[quote]Jahman wrote:
On each split, I warm up with one 10 rep set on the first 2 exercises, at around 50-60% of my working weight. All sets thereafter are working sets. My routine is loosely based on 10x10. After the last set of each exercise, I do 30-40 seconds of extreme stretching for that muscle group. On my off days and in the AM on training days (if I feel up for it) I do 20 min HIIT which includes a 5 min warmup and 2-3 minute cooldown. I try to fit in SMR routine at least 3x a week. Your thoughts are appreciated.
Chest/Triceps (Supersets)
Incline DB Press: 1 Warmup (10 reps) 3 sets x 10-12 reps
Incline BB Tricep Extension: 1 Warmup (10 reps) 3 sets x 10-12 reps
BB Bench Press: 3 sets x 10-12 reps
Skull Crushers: 3 sets x 10-12 reps
Assisted Dips: 3 sets x 10-12 reps
Tricep Pushdown with Rope: 3 sets x 10-12 reps
Back/Biceps (Supersets)
Cable Rows: 3x10-12
Standing BB Curl: 3x10-12
Assisted Wide Grip PU: 3x10-12
Seated DB Curl: 3x10-12
Stiff Leg DL: 3x10-12
Machine Preacher: (Dropsets) 3x failure
Legs/Shoulders/Traps (Supersets)
Squats: 3x10-12
DB Military Press: 3x10-12
Leg Press: 3x10-12 (sometimes up to 14)
Standing DB Front Lateral Raise: (Dropset) 3x failure
Leg Curl: 3x10-12
Shrug Cage: 3x10-12
Leg Press Calf Raise: (Rest Pause) 2x failure
Incline DB External Rotation: 2x20
Abs/Grip (Supersets)
Weighted Crunch: 5x12-15
Seated Grip Machine: 10x15-25
Decline Weighted Crunch: (Dropset) 5x failure
Weighted Side Bends: 5x10-12
[/quote]
Welcome
Just for your information, it’s not the best idea to put triceps after chest, then back to chest again (the triceps link is weaker for pushing).

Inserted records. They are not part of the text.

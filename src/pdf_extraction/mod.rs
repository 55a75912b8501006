// PDF extraction module
pub mod extraction_router;
pub mod fallback;
pub mod lopdf_helper;
pub mod native;
pub mod ocr_engine;
pub mod tables;

pub use extraction_router::{ExtractionResult, ExtractionRouter, TextSource};
pub use fallback::FallbackSource;
pub use lopdf_helper::LoadedPdf;
pub use native::NativeSource;
pub use ocr_engine::{OcrEngine, OcrSource, PageRasterizer};

use crate::config::Config;
use crate::types::{Diagnostic, Document, Result, SummarizeError};

/// Builds a `Document` from raw PDF bytes.
pub struct Extractor {
    router: ExtractionRouter,
    /// Diagnostics about the chain itself (e.g. OCR dropped), copied into every document.
    setup_diagnostics: Vec<Diagnostic>,
}

impl Extractor {
    /// Standard chain for `config`. A missing OCR binary is fatal only when OCR is required.
    pub fn from_config(config: &Config) -> Result<Self> {
        let mut sources: Vec<Box<dyn TextSource>> = vec![Box::new(NativeSource), Box::new(FallbackSource)];
        let mut setup_diagnostics = Vec::new();

        if config.ocr.enabled {
            if ocr_engine::command_available(&config.ocr.binary) {
                let ocr = OcrSource::from_config(&config.ocr)
                    .map_err(|e| SummarizeError::OcrUnavailable(format!("{:#}", e)))?;
                sources.push(Box::new(ocr));
            } else {
                let reason = format!("'{}' is not installed or not on PATH", config.ocr.binary);
                if config.ocr.required {
                    return Err(SummarizeError::OcrUnavailable(reason));
                }
                tracing::warn!("OCR disabled: {}", reason);
                setup_diagnostics.push(Diagnostic::OcrUnavailable { reason });
            }
        }

        Ok(Self {
            router: ExtractionRouter::new(sources, config.extraction.min_chars),
            setup_diagnostics,
        })
    }

    /// Custom chain, e.g. with an injected OCR engine.
    pub fn with_sources(sources: Vec<Box<dyn TextSource>>, min_chars: usize) -> Self {
        Self {
            router: ExtractionRouter::new(sources, min_chars),
            setup_diagnostics: Vec::new(),
        }
    }

    pub fn router(&self) -> &ExtractionRouter {
        &self.router
    }

    /// Extract all pages (and tables, if configured). Fails only when the file
    /// cannot be opened at all or no page reached the density threshold.
    pub fn extract(&self, bytes: Vec<u8>, id: Option<String>, config: &Config) -> Result<Document> {
        let pdf = LoadedPdf::from_bytes(bytes).map_err(|e| {
            tracing::error!("cannot open PDF: {:#}", e);
            SummarizeError::DocumentUnreadable { pages: 0 }
        })?;
        let id = id.or_else(|| pdf.title());

        let span = tracing::info_span!("extract", pages = pdf.page_count());
        let _guard = span.enter();

        let (pages, mut diagnostics) = self.router.extract_pages(&pdf);
        let mut all_diagnostics = self.setup_diagnostics.clone();
        all_diagnostics.append(&mut diagnostics);

        let mut document = Document {
            id,
            pages,
            tables: Vec::new(),
            diagnostics: all_diagnostics,
        };
        if !document.has_usable_text(self.router.min_chars()) {
            return Err(SummarizeError::DocumentUnreadable {
                pages: document.pages.len(),
            });
        }

        let (tables, mut table_diagnostics) = tables::extract_tables(&pdf, &document.pages, config.table_tool);
        document.tables = tables;
        document.diagnostics.append(&mut table_diagnostics);

        let failed = document.pages.iter().filter(|p| p.is_failed()).count();
        tracing::info!(
            "extracted {} pages ({} failed, {} tables)",
            document.pages.len(),
            failed,
            document.tables.len()
        );
        Ok(document)
    }
}
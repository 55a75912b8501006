// Rule-driven section categorization
use regex::RegexSet;

use crate::config::{keyword_pattern, CategoryRule};
use crate::types::{Result, SectionLabel, Section, Sentence, SummarizeError, Table};

/// Ordered keyword rules compiled into one `RegexSet`; the lowest matching index wins.
#[derive(Debug, Clone)]
pub struct Categorizer {
    set: RegexSet,
    labels: Vec<SectionLabel>,
}

impl Categorizer {
    pub fn new(rules: &[CategoryRule]) -> Result<Self> {
        let mut patterns = Vec::with_capacity(rules.len());
        let mut labels = Vec::with_capacity(rules.len());
        for rule in rules {
            let Some(pattern) = keyword_pattern(&rule.keywords) else {
                tracing::debug!("skipping empty rule for {}", rule.label);
                continue;
            };
            patterns.push(pattern);
            labels.push(rule.label);
        }

        let set = RegexSet::new(&patterns)
            .map_err(|e| SummarizeError::InvalidConfig(format!("bad category rule: {}", e)))?;
        Ok(Self { set, labels })
    }

    pub fn label(&self, text: &str) -> SectionLabel {
        self.set
            .matches(text)
            .iter()
            .next()
            .map(|i| self.labels[i])
            .unwrap_or(SectionLabel::General)
    }

    pub fn categorize(&self, sentences: &mut [Sentence]) {
        for sentence in sentences.iter_mut() {
            sentence.section = self.label(&sentence.text);
        }
    }

    /// Group labelled sentences (and table rows) into sections, in `SectionLabel::ALL` order.
    /// Empty sections are omitted.
    pub fn sections(&self, sentences: &[Sentence], tables: &[Table]) -> Vec<Section> {
        let mut sections: Vec<Section> = SectionLabel::ALL.iter().map(|&l| Section::new(l)).collect();
        let slot = |label: SectionLabel| {
            SectionLabel::ALL
                .iter()
                .position(|&l| l == label)
                .unwrap_or(SectionLabel::ALL.len() - 1)
        };

        for sentence in sentences {
            sections[slot(sentence.section)].sentences.push(sentence.id);
        }
        for table in tables {
            for row in table.row_texts() {
                let label = self.label(&row);
                sections[slot(label)].table_rows.push(row);
            }
        }

        sections.retain(|s| !s.is_empty());
        sections
    }
}

#[cfg(test)]
mod tests {
    use super::*;
    use crate::config::default_category_rules;
    use crate::types::SentenceId;

    fn categorizer() -> Categorizer {
        Categorizer::new(&default_category_rules()).unwrap()
    }

    #[test]
    fn test_first_matching_rule_wins() {
        let c = categorizer();
        // Both financials ("revenue") and strategy ("growth") match; financials is listed first.
        assert_eq!(c.label("Revenue growth was driven by exports."), SectionLabel::Financials);
        assert_eq!(c.label("Currency headwinds may persist."), SectionLabel::Risks);
        assert_eq!(c.label("The Board met six times."), SectionLabel::Governance);
    }

    #[test]
    fn test_unmatched_is_general() {
        assert_eq!(categorizer().label("Employees volunteered at local schools."), SectionLabel::General);
    }

    #[test]
    fn test_keywords_match_at_word_start_only() {
        let c = Categorizer::new(&[CategoryRule::new(SectionLabel::Risks, &["risk"])]).unwrap();
        assert_eq!(c.label("Risks are monitored."), SectionLabel::Risks);
        assert_eq!(c.label("Asterisks mark footnotes."), SectionLabel::General);
    }

    #[test]
    fn test_short_keyword_does_not_match_longer_words() {
        let c = categorizer();
        assert_eq!(c.label("The patent office granted the claim."), SectionLabel::General);
        assert_eq!(c.label("PAT grew to a record this year."), SectionLabel::Financials);
        assert_eq!(c.label("Profitability improved in all plants."), SectionLabel::Financials);
    }

    #[test]
    fn test_rule_order_is_configurable() {
        let rules = vec![
            CategoryRule::new(SectionLabel::Strategy, &["growth"]),
            CategoryRule::new(SectionLabel::Financials, &["revenue"]),
        ];
        let c = Categorizer::new(&rules).unwrap();
        assert_eq!(c.label("Revenue growth was strong."), SectionLabel::Strategy);
    }

    #[test]
    fn test_sections_group_sentences_and_table_rows() {
        let c = categorizer();
        let mut sentences = vec![
            Sentence::new(SentenceId { chunk: 0, ordinal: 0 }, 0, "Revenue rose 10% this year.".into()),
            Sentence::new(SentenceId { chunk: 0, ordinal: 1 }, 0, "Staff enjoyed the annual offsite.".into()),
        ];
        c.categorize(&mut sentences);
        let tables = vec![Table {
            page: Some(0),
            rows: vec![vec!["EBITDA".into(), "1.1".into()]],
        }];

        let sections = c.sections(&sentences, &tables);
        let labels: Vec<SectionLabel> = sections.iter().map(|s| s.label).collect();
        assert_eq!(labels, vec![SectionLabel::Financials, SectionLabel::General]);
        assert_eq!(sections[0].table_rows, vec!["EBITDA | 1.1".to_string()]);
        assert_eq!(sections[1].sentences, vec![SentenceId { chunk: 0, ordinal: 1 }]);
    }
}
// Plain-text and JSON renderings of a Summary
use serde::{Deserialize, Serialize};
use std::fs;
use std::path::{Path, PathBuf};

use crate::types::{Result, Summary};

/// Structured form of a summary: the three stable fields.
#[derive(Debug, Clone, PartialEq, Serialize, Deserialize)]
pub struct SummaryRecord {
    pub company: Option<String>,
    pub summary: String,
    pub key_points: Vec<String>,
}

impl From<&Summary> for SummaryRecord {
    fn from(summary: &Summary) -> Self {
        Self {
            company: summary.company.clone(),
            summary: summary.text(),
            key_points: summary.key_points.clone(),
        }
    }
}

impl SummaryRecord {
    pub fn to_json(&self) -> Result<String> {
        Ok(serde_json::to_string_pretty(self)?)
    }
}

/// Title block, summary paragraph, then numbered key points.
pub fn to_plain_text(summary: &Summary) -> String {
    let mut out = String::new();
    if let Some(company) = &summary.company {
        let title = format!("{} — Summary", company);
        out.push_str(&title);
        out.push('\n');
        out.push_str(&"=".repeat(title.chars().count()));
        out.push_str("\n\n");
    }

    out.push_str("Summary\n-------\n");
    out.push_str(&summary.text());
    out.push_str("\n\n");

    out.push_str("Key Points\n----------\n");
    for (i, point) in summary.key_points.iter().enumerate() {
        out.push_str(&format!("{}. {}\n", i + 1, point));
    }
    out
}

/// Paths written by `write_outputs`.
#[derive(Debug, Clone, PartialEq)]
pub struct OutputFiles {
    pub text: PathBuf,
    pub json: PathBuf,
}

/// Write `<stem>.summary.txt` and `<stem>.summary.json` into `dir`, creating it if needed.
pub fn write_outputs(dir: &Path, stem: &str, summary: &Summary) -> Result<OutputFiles> {
    fs::create_dir_all(dir)?;
    let files = OutputFiles {
        text: dir.join(format!("{}.summary.txt", stem)),
        json: dir.join(format!("{}.summary.json", stem)),
    };
    fs::write(&files.text, to_plain_text(summary))?;
    fs::write(&files.json, SummaryRecord::from(summary).to_json()?)?;
    tracing::info!("wrote {} and {}", files.text.display(), files.json.display());
    Ok(files)
}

If you want to do triceps with chest, do them after you’ve done chest. Same for biceps and back, don’t do biceps before back. If you want to specialise arms (e.g. if they are lagging behind), put them on a day with fewer pushing/pulling exercises (e.g. chest & back/delts & arms/legs) or do triceps with back, and biceps with chest.
If I were you, I’d start off not worrying too much about supersets. Worry more about making the most out of each exercise. Pairing exercises for the sake of time management is fine, but don’t expect something magical to happen to your muscles
Maybe look into ramping - this is where you add more and more weight to the bar on each set (each set prior to the max set is low reps like 3-5 reps/set). So you try to reach the limit on each exercise (thus making better use of your time and becoming more efficient). Instead of having multiple “work sets” with a weight that’s not very challenging, you work up to just 1 or 2 max sets with a load that you couldn’t use again on another set (unless you lowered it). My max sets usually fall between 8-10 reps (which I find is like a sweet spot for good muscle growth).
If you are relatively new to lifting, don’t worry too much about all that other stuff you mentioned (fascia stretching or whatever). Concentrate on getting your strength up for a decent amount of reps.